ACTIVITY: Go through the data below and copy each line that includes "collect".

DATA UNDER STUDY:
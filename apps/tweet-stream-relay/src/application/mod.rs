//! Application Layer - Use cases and port definitions.
//!
//! This layer contains the application services and port interfaces
//! that define how the domain interacts with external systems.

/// Port interfaces for external systems (rule API, stream relay).
pub mod ports;

/// Application services for rule reconciliation and record fan-out.
pub mod services;
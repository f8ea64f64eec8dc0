//! Filter Rule Types
//!
//! Domain types for the provider's filtered-stream rules.
//!
//! # Design
//!
//! Reconciliation is a destructive reset: every rule currently registered
//! with the provider is deleted, then the configured rule list is added.
//! Nothing here diffs the two sets.

use serde::{Deserialize, Deserializer, Serialize};

// =============================================================================
// Rule
// =============================================================================

/// A single filter rule.
///
/// `id` is assigned by the provider and is only present on rules that are
/// already registered remotely.
#[derive(Debug, Clone, PartialEq, Eq, Serialize, Deserialize)]
pub struct Rule {
    /// Provider-assigned rule id.
    #[serde(default, skip_serializing_if = "Option::is_none")]
    pub id: Option<String>,
    /// Filter expression (keyword / boolean query).
    pub value: String,
    /// Optional label echoed back in matching records.
    #[serde(default, skip_serializing_if = "Option::is_none")]
    pub tag: Option<String>,
}

impl Rule {
    /// Create an unregistered rule with the given filter expression.
    #[must_use]
    pub fn new(value: impl Into<String>) -> Self {
        Self {
            id: None,
            value: value.into(),
            tag: None,
        }
    }

    /// Attach a tag to the rule.
    #[must_use]
    pub fn with_tag(mut self, tag: impl Into<String>) -> Self {
        self.tag = Some(tag.into());
        self
    }
}

// =============================================================================
// Desired Rules
// =============================================================================

/// The fixed rule list the remote rule set is reset to.
#[derive(Debug, Clone, PartialEq, Eq)]
pub struct DesiredRules {
    rules: Vec<Rule>,
}

impl DesiredRules {
    /// Create a desired rule list. Provider ids are stripped.
    #[must_use]
    pub fn new(rules: Vec<Rule>) -> Self {
        Self {
            rules: rules
                .into_iter()
                .map(|rule| Rule { id: None, ..rule })
                .collect(),
        }
    }

    /// Parse a `;`-separated rule list. `value::tag` attaches a tag.
    ///
    /// Blank entries are skipped. Returns `None` if no rule remains.
    #[must_use]
    pub fn parse(list: &str) -> Option<Self> {
        let rules: Vec<Rule> = list
            .split(';')
            .map(str::trim)
            .filter(|entry| !entry.is_empty())
            .filter_map(|entry| match entry.rsplit_once("::") {
                Some((value, tag)) if !value.trim().is_empty() && !tag.trim().is_empty() => {
                    Some(Rule::new(value.trim()).with_tag(tag.trim()))
                }
                Some((value, _)) if value.trim().is_empty() => None,
                Some((value, _)) => Some(Rule::new(value.trim())),
                None => Some(Rule::new(entry)),
            })
            .collect();

        if rules.is_empty() {
            None
        } else {
            Some(Self { rules })
        }
    }

    /// Get the rules.
    #[must_use]
    pub fn rules(&self) -> &[Rule] {
        &self.rules
    }

    /// Number of desired rules.
    #[must_use]
    pub fn len(&self) -> usize {
        self.rules.len()
    }

    /// Check if the list is empty.
    #[must_use]
    pub fn is_empty(&self) -> bool {
        self.rules.is_empty()
    }

    /// Build the add request body for these rules.
    #[must_use]
    pub fn to_add_request(&self) -> AddRulesRequest {
        AddRulesRequest {
            add: self.rules.clone(),
        }
    }
}

impl Default for DesiredRules {
    fn default() -> Self {
        Self::new(vec![Rule::new("cars")])
    }
}

// =============================================================================
// Rule Set Snapshot
// =============================================================================

/// A response from the rule-management endpoint.
///
/// `data` is `None` when the provider sent no rule list, or sent something
/// that is not a list of rules.
#[derive(Debug, Clone, Default, PartialEq, Serialize, Deserialize)]
pub struct RuleSet {
    /// Registered rules, if the response carried a rule list.
    #[serde(
        default,
        deserialize_with = "lenient_rule_list",
        skip_serializing_if = "Option::is_none"
    )]
    pub data: Option<Vec<Rule>>,
    /// Provider metadata (`sent`, `result_count`, `summary`).
    #[serde(default, skip_serializing_if = "Option::is_none")]
    pub meta: Option<serde_json::Value>,
    /// Provider-reported errors on an otherwise successful call.
    #[serde(default, skip_serializing_if = "Option::is_none")]
    pub errors: Option<Vec<serde_json::Value>>,
}

impl RuleSet {
    /// Build a snapshot holding the given rules.
    #[must_use]
    pub fn with_rules(rules: Vec<Rule>) -> Self {
        Self {
            data: Some(rules),
            ..Self::default()
        }
    }

    /// Ids of every registered rule, in response order.
    ///
    /// Returns `None` when the snapshot has no rule list.
    #[must_use]
    pub fn rule_ids(&self) -> Option<Vec<String>> {
        self.data
            .as_ref()
            .map(|rules| rules.iter().filter_map(|rule| rule.id.clone()).collect())
    }

    /// Build the delete request covering every registered rule.
    ///
    /// Returns `None` when there is nothing to delete.
    #[must_use]
    pub fn to_delete_request(&self) -> Option<DeleteRulesRequest> {
        let ids = self.rule_ids()?;
        if ids.is_empty() {
            return None;
        }
        Some(DeleteRulesRequest {
            delete: DeleteIds { ids },
        })
    }

    /// Number of rules in the snapshot.
    #[must_use]
    pub fn rule_count(&self) -> usize {
        self.data.as_ref().map_or(0, Vec::len)
    }

    /// Provider errors carried by the response, if any.
    #[must_use]
    pub fn provider_errors(&self) -> &[serde_json::Value] {
        self.errors.as_deref().unwrap_or_default()
    }
}

fn lenient_rule_list<'de, D>(deserializer: D) -> Result<Option<Vec<Rule>>, D::Error>
where
    D: Deserializer<'de>,
{
    let value = Option::<serde_json::Value>::deserialize(deserializer)?;
    Ok(match value {
        Some(serde_json::Value::Array(items)) => {
            Some(items.into_iter().filter_map(registered_rule).collect())
        }
        _ => None,
    })
}

/// Keep any entry that carries an id, even when its other fields are unusable.
fn registered_rule(item: serde_json::Value) -> Option<Rule> {
    let id = match item.get("id") {
        Some(serde_json::Value::String(id)) => Some(id.clone()),
        Some(serde_json::Value::Number(id)) => Some(id.to_string()),
        _ => None,
    };
    let parsed = serde_json::from_value::<Rule>(item).ok();
    match (id, parsed) {
        (Some(id), Some(rule)) => Some(Rule {
            id: Some(id),
            ..rule
        }),
        (Some(id), None) => Some(Rule {
            id: Some(id),
            ..Rule::new(String::new())
        }),
        (None, parsed) => parsed,
    }
}

// =============================================================================
// Request Bodies
// =============================================================================

/// `{ "add": [ ... ] }`
#[derive(Debug, Clone, PartialEq, Eq, Serialize)]
pub struct AddRulesRequest {
    /// Rules to register.
    pub add: Vec<Rule>,
}

/// `{ "delete": { "ids": [ ... ] } }`
#[derive(Debug, Clone, PartialEq, Eq, Serialize)]
pub struct DeleteRulesRequest {
    /// Ids to delete.
    pub delete: DeleteIds,
}

/// Id list inside a delete request.
#[derive(Debug, Clone, PartialEq, Eq, Serialize)]
pub struct DeleteIds {
    /// Provider rule ids.
    pub ids: Vec<String>,
}

// =============================================================================
// Tests
// =============================================================================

RESULT OF THE EXERCISE:
                .collect(),
            .collect();
            .map(|rules| rules.iter().filter_map(|rule| rule.id.clone()).collect())
            Some(items.into_iter().filter_map(registered_rule).collect())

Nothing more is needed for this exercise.